TV: PRESTO UN NUCLEO DI RACCORDO COMITATO E AUTORITÀ PER LE COMUNICAZIONI PER TUTELARE I MINORI

“Intervenire più rapidamente e più consistentemente a tutela dei minori in tv”. Questa l’esigenza ribadita in un incontro di lavoro tra l’Autorità per le garanzie nelle comunicazioni e il Comitato per l’applicazione del Codice di autoregolamentazione. Ne dà notizia lo stesso Comitato in un comunicato stampa diffuso oggi. All’incontro erano presenti Enzo Cheli, presidente dell’Autorità, ed Emilio Rossi, presidente del Comitato.

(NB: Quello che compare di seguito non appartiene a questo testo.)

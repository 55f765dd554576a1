//! Loading attachment sources (local paths or URLs).
//!
//! Reachable from `create_post` only under local access.

use crate::context::ToolContext;
use crate::error::{ToolError, ToolResult};
use std::path::Path;
use tracing::debug;
use url::Url;

/// Mattermost accepts at most this many files per post.
pub(crate) const MAX_ATTACHMENTS: usize = 10;

/// Largest file we read or download.
const MAX_ATTACHMENT_BYTES: usize = 50 * 1024 * 1024;

/// A loaded file ready for upload.
#[derive(Debug)]
pub(crate) struct Attachment {
    pub name: String,
    pub data: Vec<u8>,
}

pub(crate) async fn load(ctx: &ToolContext, source: &str) -> ToolResult<Attachment> {
    let source = source.trim();
    if source.starts_with("http://") || source.starts_with("https://") {
        fetch(ctx, source).await
    } else {
        read_local(source).await
    }
}

async fn read_local(source: &str) -> ToolResult<Attachment> {
    let path = Path::new(source);
    let metadata = tokio::fs::metadata(path)
        .await
        .map_err(|e| ToolError::execution(format!("cannot read attachment '{}': {}", source, e)))?;
    if !metadata.is_file() {
        return Err(ToolError::validation(format!(
            "attachment '{}' is not a regular file",
            source
        )));
    }
    if metadata.len() as usize > MAX_ATTACHMENT_BYTES {
        return Err(too_large(source));
    }

    let data = tokio::fs::read(path)
        .await
        .map_err(|e| ToolError::execution(format!("cannot read attachment '{}': {}", source, e)))?;
    let name = path
        .file_name()
        .map(|n| n.to_string_lossy().into_owned())
        .unwrap_or_else(|| "attachment".to_string());

    debug!(path = %source, bytes = data.len(), "Read local attachment");
    Ok(Attachment { name, data })
}

async fn fetch(ctx: &ToolContext, source: &str) -> ToolResult<Attachment> {
    let url = Url::parse(source)
        .map_err(|e| ToolError::validation(format!("invalid attachment URL '{}': {}", source, e)))?;

    let response = ctx
        .http
        .get(url.clone())
        .send()
        .await
        .map_err(|e| ToolError::execution(format!("failed to fetch '{}': {}", source, e)))?;
    if !response.status().is_success() {
        return Err(ToolError::execution(format!(
            "failed to fetch '{}': server returned {}",
            source,
            response.status()
        )));
    }
    if response
        .content_length()
        .is_some_and(|len| len as usize > MAX_ATTACHMENT_BYTES)
    {
        return Err(too_large(source));
    }

    let data = response
        .bytes()
        .await
        .map_err(|e| ToolError::execution(format!("failed to fetch '{}': {}", source, e)))?;
    if data.len() > MAX_ATTACHMENT_BYTES {
        return Err(too_large(source));
    }

    let name = url
        .path_segments()
        .and_then(|mut segments| segments.next_back())
        .filter(|s| !s.is_empty())
        .map(|s| {
            urlencoding::decode(s)
                .map(|d| d.into_owned())
                .unwrap_or_else(|_| s.to_string())
        })
        .unwrap_or_else(|| "attachment".to_string());

    debug!(url = %source, bytes = data.len(), "Fetched attachment");
    Ok(Attachment {
        name,
        data: data.to_vec(),
    })
}

fn too_large(source: &str) -> ToolError {
    ToolError::validation(format!(
        "attachment '{}' exceeds the {} MiB limit",
        source,
        MAX_ATTACHMENT_BYTES / (1024 * 1024)
    ))
}

#[cfg(test)]
mod tests {
    use super::*;
    use mattermost_mcp_core::AccessMode;
    use mattermost_mcp_test_utils::MockMattermostClient;
    use std::sync::Arc;
    use wiremock::matchers::{method, path};
    use wiremock::{Mock, MockServer, ResponseTemplate};

    fn ctx() -> ToolContext {
        ToolContext::new(Arc::new(MockMattermostClient::new()), AccessMode::Local, reqwest::Client::new())
    }

    #[tokio::test]
    async fn test_reads_local_file() {
        let dir = tempfile::tempdir().unwrap();
        let file = dir.path().join("report.txt");
        std::fs::write(&file, b"quarterly numbers").unwrap();

        let attachment = load(&ctx(), file.to_str().unwrap()).await.unwrap();
        assert_eq!(attachment.name, "report.txt");
        assert_eq!(attachment.data, b"quarterly numbers");
    }

    #[tokio::test]
    async fn test_missing_file_and_directory() {
        let dir = tempfile::tempdir().unwrap();
        let missing = dir.path().join("nope.txt");
        assert!(load(&ctx(), missing.to_str().unwrap()).await.is_err());

        let err = load(&ctx(), dir.path().to_str().unwrap())
            .await
            .unwrap_err();
        assert!(err.to_string().contains("not a regular file"));
    }

    #[tokio::test]
    async fn test_fetches_url() {
        let server = MockServer::start().await;
        Mock::given(method("GET"))
            .and(path("/files/diagram.png"))
            .respond_with(ResponseTemplate::new(200).set_body_bytes(vec![1u8, 2, 3]))
            .mount(&server)
            .await;

        let url = format!("{}/files/diagram.png", server.uri());
        let attachment = load(&ctx(), &url).await.unwrap();
        assert_eq!(attachment.name, "diagram.png");
        assert_eq!(attachment.data, vec![1, 2, 3]);
    }

    #[tokio::test]
    async fn test_fetch_failure_status() {
        let server = MockServer::start().await;
        Mock::given(method("GET"))
            .respond_with(ResponseTemplate::new(404))
            .mount(&server)
            .await;

        let err = load(&ctx(), &format!("{}/missing.pdf", server.uri()))
            .await
            .unwrap_err();
        assert!(err.to_string().contains("404"));
    }
}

Entrambi gli organismi, si legge nel comunicato, sono concordi sul fatto che “tempi ed entità dei provvedimenti di sanzione sono i binari da seguire per far sì che il Codice di autoregolamentazione non resti un foglio di carta. Che cosa di concreto si possa fare o suggerire nel quadro normativo attuale: è ciò che chiarirà in tempi brevi un nucleo di raccordo Autorità/Comitato che si metterà subito al lavoro”. In un anno di attività, il Comitato partendo da 355 segnalazioni provenienti da singoli teleutenti, da famiglie o da associazioni e istituzioni, ha avviato 90 procedimenti. “Di essi – si legge nel primo rapporto annuale – 26 si sono conclusi accertando 29 violazioni del Codice di autoregolamentazione, 24 hanno generato raccomandazioni di varia portata”. Il Codice di autoregolamentazione ha previsto una collaborazione sequenziale tra Comitato e Autorità, che è in atto da qualche mese e che potrà risultare rafforzata dall’art. 10 della legge sul riassetto radiotelevisivo all’esame del Parlamento.